:: Source material
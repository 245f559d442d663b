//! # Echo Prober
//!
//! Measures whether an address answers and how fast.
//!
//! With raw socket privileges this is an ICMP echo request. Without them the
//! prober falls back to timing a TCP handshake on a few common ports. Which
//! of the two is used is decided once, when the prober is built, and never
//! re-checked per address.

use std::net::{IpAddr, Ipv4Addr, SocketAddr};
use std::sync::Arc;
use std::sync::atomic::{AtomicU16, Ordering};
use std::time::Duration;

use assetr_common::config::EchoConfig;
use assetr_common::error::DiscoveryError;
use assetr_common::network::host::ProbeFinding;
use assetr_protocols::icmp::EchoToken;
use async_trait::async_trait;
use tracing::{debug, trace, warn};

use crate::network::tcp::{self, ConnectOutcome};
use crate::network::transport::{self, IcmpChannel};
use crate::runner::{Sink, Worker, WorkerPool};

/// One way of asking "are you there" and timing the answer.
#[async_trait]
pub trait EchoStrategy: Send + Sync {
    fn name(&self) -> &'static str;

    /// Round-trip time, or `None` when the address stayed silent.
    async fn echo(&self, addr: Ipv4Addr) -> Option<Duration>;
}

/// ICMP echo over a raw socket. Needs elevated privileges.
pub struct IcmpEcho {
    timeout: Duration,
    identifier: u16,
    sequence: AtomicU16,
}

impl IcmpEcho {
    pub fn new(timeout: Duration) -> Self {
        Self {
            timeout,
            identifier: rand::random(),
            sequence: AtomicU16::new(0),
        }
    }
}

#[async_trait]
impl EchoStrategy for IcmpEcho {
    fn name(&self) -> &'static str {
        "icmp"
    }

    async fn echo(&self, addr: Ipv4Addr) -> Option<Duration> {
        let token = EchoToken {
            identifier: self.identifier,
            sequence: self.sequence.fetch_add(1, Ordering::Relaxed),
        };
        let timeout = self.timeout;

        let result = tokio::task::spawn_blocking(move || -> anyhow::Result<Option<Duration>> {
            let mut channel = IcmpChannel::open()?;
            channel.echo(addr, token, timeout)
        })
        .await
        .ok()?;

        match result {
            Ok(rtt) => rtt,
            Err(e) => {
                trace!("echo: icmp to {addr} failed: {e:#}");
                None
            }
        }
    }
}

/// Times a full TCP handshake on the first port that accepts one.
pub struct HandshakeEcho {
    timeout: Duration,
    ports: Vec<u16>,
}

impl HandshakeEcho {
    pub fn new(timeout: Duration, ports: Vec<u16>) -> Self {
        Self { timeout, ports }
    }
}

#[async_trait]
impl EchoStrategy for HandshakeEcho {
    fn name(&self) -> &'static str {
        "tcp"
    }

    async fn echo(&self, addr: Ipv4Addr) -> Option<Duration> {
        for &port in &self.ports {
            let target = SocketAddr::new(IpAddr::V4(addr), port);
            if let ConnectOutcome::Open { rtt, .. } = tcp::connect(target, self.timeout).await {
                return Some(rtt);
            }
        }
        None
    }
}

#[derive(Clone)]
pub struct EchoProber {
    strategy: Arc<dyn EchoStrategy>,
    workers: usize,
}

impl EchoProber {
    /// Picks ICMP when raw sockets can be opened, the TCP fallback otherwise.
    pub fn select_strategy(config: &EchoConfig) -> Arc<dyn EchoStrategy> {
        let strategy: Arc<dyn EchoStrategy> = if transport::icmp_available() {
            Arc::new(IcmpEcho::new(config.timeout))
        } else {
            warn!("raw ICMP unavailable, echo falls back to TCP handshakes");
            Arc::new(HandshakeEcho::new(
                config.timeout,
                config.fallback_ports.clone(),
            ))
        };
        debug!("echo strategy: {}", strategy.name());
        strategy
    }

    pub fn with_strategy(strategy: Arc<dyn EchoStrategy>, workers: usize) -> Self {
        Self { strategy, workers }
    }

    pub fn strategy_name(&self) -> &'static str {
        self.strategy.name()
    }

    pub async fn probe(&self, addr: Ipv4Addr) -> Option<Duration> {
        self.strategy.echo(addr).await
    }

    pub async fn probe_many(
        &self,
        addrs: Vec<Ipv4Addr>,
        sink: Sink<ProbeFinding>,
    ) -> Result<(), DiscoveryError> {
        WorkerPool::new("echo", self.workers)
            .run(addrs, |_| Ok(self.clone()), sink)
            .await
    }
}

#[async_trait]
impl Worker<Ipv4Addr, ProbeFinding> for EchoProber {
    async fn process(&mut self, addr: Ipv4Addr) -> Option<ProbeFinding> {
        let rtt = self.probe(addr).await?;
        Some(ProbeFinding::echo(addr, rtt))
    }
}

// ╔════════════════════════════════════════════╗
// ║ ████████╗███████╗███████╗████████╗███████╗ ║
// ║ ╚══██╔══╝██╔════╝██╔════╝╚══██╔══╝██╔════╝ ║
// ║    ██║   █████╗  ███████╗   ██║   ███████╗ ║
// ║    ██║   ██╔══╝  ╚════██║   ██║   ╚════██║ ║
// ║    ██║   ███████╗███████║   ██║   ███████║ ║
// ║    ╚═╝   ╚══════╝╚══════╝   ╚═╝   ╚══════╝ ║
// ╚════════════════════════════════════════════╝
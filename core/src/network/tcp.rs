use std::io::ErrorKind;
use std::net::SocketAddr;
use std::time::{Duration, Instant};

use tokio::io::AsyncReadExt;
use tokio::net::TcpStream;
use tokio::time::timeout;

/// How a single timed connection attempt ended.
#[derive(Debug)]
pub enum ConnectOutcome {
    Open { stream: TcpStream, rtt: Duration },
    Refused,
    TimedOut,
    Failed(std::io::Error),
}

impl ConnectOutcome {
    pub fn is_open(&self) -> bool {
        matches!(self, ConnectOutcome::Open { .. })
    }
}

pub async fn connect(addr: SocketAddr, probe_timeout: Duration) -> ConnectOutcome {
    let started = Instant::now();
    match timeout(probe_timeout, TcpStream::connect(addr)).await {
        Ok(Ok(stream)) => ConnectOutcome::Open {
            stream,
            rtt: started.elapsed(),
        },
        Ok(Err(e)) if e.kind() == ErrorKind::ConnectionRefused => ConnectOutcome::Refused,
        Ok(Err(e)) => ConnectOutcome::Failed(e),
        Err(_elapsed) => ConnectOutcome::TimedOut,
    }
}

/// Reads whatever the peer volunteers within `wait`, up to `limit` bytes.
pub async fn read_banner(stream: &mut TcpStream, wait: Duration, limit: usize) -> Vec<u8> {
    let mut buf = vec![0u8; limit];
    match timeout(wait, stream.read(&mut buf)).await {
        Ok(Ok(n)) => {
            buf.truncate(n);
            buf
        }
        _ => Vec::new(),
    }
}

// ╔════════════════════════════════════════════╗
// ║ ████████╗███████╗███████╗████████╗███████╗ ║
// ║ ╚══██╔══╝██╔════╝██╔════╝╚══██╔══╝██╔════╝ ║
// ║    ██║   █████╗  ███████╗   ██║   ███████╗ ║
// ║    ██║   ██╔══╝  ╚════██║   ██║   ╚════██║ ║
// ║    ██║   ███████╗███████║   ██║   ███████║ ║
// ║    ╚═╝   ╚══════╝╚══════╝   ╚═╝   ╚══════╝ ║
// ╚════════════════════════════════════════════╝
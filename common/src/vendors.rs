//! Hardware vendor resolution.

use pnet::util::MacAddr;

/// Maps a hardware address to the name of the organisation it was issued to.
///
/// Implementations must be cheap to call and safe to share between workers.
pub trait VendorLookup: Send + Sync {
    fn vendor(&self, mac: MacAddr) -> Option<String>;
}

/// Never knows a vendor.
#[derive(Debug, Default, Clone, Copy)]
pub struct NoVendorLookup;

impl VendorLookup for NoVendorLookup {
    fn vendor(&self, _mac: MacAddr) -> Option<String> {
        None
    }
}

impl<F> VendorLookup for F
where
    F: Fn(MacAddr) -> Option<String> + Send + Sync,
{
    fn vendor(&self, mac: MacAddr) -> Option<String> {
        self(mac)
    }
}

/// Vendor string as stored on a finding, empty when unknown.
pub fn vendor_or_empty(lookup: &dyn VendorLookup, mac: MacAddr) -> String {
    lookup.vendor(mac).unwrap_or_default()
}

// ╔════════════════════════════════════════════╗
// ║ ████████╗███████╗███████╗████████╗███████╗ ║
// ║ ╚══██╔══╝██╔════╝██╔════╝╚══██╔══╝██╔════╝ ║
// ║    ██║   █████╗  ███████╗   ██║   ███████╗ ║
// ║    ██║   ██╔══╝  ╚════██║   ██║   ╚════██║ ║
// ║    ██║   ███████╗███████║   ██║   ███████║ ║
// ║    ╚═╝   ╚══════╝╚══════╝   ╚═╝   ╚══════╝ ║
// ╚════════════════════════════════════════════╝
::::
:: Source material
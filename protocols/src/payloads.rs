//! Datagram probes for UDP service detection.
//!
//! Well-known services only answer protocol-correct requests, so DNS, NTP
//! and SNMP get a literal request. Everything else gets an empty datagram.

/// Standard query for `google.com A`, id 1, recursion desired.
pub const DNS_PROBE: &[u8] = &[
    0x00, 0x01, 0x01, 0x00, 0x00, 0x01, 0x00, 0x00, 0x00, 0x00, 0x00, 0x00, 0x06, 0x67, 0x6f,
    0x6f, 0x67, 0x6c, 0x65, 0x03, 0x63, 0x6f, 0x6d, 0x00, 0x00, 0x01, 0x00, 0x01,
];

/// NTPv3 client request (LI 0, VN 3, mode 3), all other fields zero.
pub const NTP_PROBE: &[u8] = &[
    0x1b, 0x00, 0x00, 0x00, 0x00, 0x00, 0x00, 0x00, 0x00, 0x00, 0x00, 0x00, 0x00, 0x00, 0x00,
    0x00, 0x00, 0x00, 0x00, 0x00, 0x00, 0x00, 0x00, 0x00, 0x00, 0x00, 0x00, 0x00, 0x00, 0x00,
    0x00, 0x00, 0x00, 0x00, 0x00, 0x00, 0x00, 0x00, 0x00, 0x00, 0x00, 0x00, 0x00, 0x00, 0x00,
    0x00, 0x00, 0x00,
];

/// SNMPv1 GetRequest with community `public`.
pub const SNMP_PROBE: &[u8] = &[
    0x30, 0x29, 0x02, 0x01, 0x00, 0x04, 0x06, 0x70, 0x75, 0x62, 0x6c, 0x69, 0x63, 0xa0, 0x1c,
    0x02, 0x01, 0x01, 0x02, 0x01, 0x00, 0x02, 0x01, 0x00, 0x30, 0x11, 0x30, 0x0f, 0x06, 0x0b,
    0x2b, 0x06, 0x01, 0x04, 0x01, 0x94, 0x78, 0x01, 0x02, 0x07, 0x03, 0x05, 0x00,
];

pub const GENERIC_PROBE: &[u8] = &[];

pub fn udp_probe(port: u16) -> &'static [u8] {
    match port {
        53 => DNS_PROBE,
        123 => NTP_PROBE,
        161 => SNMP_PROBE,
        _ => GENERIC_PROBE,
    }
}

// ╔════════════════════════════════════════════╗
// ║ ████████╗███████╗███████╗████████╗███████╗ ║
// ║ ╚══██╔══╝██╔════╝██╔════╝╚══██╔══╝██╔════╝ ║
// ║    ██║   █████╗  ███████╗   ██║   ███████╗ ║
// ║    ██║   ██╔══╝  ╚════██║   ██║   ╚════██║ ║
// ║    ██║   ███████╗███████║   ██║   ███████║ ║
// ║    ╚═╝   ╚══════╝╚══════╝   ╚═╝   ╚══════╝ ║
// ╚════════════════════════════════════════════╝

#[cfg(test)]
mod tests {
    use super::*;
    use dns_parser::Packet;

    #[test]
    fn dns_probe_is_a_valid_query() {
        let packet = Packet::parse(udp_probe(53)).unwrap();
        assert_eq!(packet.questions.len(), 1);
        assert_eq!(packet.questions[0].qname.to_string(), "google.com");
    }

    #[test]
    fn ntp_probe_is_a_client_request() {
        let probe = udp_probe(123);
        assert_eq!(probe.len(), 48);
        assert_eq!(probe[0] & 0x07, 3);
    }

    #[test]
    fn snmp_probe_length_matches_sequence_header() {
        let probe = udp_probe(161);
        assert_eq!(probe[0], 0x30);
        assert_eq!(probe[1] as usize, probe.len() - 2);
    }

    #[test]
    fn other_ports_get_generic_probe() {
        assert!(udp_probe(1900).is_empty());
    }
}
::::
:: Source material
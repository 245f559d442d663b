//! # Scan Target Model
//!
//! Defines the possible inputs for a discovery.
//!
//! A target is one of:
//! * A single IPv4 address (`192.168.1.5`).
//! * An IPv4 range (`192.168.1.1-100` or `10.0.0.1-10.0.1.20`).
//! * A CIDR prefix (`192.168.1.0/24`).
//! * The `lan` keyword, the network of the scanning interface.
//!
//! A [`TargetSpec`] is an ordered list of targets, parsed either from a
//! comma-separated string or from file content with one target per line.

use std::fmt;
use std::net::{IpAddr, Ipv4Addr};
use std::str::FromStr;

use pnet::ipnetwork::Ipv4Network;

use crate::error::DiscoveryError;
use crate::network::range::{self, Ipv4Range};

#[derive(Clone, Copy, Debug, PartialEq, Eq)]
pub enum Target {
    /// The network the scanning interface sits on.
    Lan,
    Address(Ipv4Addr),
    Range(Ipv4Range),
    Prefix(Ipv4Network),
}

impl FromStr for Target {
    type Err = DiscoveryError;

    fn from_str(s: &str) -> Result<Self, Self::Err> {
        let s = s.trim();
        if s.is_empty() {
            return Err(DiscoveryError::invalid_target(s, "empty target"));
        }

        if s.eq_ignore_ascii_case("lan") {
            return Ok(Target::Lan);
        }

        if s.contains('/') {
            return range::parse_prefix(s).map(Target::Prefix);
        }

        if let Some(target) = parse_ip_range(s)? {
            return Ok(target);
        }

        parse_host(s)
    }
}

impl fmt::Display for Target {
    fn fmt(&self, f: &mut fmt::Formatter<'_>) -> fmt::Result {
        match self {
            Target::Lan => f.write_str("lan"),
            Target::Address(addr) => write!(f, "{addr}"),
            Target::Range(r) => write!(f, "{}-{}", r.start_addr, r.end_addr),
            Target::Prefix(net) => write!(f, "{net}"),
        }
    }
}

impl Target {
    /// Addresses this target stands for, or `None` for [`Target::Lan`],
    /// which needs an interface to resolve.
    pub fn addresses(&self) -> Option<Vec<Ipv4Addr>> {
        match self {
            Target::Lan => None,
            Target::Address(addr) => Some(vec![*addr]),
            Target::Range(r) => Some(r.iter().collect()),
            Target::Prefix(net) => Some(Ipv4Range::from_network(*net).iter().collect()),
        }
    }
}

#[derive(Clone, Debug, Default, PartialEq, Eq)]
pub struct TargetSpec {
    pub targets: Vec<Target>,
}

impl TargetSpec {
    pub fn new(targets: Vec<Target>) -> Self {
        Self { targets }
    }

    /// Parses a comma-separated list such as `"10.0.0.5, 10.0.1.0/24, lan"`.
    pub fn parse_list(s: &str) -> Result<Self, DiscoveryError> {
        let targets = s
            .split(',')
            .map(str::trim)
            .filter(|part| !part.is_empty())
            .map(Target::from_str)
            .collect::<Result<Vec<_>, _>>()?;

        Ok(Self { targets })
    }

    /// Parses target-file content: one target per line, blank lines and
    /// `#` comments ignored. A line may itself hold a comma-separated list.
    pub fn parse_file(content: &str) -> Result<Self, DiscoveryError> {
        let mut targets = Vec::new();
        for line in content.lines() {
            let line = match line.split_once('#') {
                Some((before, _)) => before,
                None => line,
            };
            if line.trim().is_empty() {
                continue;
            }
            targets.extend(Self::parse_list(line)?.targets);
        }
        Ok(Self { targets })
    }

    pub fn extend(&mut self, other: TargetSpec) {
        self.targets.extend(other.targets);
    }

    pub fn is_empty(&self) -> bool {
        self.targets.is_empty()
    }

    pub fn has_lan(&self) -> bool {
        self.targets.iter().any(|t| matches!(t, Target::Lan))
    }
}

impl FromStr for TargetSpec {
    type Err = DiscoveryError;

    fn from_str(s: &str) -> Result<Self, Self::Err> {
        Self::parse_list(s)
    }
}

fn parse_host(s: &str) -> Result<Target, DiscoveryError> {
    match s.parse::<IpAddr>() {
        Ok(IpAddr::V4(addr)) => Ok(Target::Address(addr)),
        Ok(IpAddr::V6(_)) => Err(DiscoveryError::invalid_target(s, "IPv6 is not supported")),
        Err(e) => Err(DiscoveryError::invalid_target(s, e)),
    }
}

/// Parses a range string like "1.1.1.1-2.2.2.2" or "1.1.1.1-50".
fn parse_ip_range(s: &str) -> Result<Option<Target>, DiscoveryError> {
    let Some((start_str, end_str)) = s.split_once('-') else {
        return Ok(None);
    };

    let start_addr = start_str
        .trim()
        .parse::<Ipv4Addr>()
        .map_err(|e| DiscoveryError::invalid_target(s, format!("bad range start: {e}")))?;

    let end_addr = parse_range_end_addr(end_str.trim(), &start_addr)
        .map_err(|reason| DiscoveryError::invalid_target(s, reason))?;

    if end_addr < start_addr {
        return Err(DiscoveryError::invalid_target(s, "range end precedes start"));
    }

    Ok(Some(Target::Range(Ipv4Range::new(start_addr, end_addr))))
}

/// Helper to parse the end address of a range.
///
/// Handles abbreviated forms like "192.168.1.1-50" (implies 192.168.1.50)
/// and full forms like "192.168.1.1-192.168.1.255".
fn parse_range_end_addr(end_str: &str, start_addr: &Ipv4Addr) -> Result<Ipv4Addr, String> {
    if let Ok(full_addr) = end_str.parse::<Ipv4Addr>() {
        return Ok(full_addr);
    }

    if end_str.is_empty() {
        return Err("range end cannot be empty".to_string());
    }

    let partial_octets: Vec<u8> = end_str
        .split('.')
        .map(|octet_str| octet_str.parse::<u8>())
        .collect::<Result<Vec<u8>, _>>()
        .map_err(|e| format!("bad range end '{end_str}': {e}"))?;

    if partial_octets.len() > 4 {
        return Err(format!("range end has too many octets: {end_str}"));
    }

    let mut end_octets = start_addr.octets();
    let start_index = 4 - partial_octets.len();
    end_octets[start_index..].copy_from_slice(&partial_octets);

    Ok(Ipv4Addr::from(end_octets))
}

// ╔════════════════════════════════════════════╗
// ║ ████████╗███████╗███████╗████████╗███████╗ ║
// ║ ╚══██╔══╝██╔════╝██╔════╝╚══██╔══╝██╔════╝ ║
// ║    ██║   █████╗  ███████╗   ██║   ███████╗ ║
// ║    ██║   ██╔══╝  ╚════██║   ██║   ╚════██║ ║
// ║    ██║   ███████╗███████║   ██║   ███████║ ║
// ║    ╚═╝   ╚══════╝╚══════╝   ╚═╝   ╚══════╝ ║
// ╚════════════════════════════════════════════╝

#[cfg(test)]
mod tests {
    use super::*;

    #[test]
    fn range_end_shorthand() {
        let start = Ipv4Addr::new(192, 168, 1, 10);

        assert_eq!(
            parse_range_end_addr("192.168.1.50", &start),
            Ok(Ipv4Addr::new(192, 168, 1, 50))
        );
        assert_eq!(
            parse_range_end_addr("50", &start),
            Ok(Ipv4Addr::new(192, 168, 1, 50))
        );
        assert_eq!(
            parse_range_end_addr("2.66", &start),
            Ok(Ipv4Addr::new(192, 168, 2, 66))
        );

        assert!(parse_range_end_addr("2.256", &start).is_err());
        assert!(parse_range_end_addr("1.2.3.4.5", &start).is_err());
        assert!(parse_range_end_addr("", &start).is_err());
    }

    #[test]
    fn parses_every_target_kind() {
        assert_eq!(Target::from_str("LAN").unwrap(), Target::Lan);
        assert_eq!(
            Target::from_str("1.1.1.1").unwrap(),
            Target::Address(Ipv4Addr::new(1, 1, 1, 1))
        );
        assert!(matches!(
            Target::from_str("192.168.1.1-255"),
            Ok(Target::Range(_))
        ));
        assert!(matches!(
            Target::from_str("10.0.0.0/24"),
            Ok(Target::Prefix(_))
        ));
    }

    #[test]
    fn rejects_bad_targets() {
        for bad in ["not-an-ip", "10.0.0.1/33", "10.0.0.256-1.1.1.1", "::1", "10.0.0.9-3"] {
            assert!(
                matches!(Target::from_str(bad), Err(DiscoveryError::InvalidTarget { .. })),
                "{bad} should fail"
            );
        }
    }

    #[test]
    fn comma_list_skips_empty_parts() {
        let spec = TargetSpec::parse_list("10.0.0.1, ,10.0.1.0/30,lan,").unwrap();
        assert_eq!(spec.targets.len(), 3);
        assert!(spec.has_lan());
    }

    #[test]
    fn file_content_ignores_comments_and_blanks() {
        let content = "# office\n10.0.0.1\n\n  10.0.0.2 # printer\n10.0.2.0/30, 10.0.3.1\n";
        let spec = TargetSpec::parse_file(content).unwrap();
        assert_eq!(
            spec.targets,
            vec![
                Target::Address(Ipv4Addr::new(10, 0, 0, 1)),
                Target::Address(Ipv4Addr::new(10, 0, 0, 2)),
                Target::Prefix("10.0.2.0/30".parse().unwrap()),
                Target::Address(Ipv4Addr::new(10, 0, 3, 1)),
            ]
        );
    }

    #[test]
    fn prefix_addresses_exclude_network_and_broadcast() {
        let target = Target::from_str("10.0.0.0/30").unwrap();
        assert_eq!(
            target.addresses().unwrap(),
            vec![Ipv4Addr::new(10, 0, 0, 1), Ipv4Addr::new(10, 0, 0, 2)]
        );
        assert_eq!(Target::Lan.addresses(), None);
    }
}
::::
Word for word, restate the lines of the data above that fall between the line holding "pub fn is_open(&self)" and the line holding "match timeout(probe_timeout, TcpStream::connect(addr)).await", inclusive, and no other lines.

    pub fn is_open(&self) -> bool {
        matches!(self, ConnectOutcome::Open { .. })
    }
}

pub async fn connect(addr: SocketAddr, probe_timeout: Duration) -> ConnectOutcome {
    let started = Instant::now();
    match timeout(probe_timeout, TcpStream::connect(addr)).await {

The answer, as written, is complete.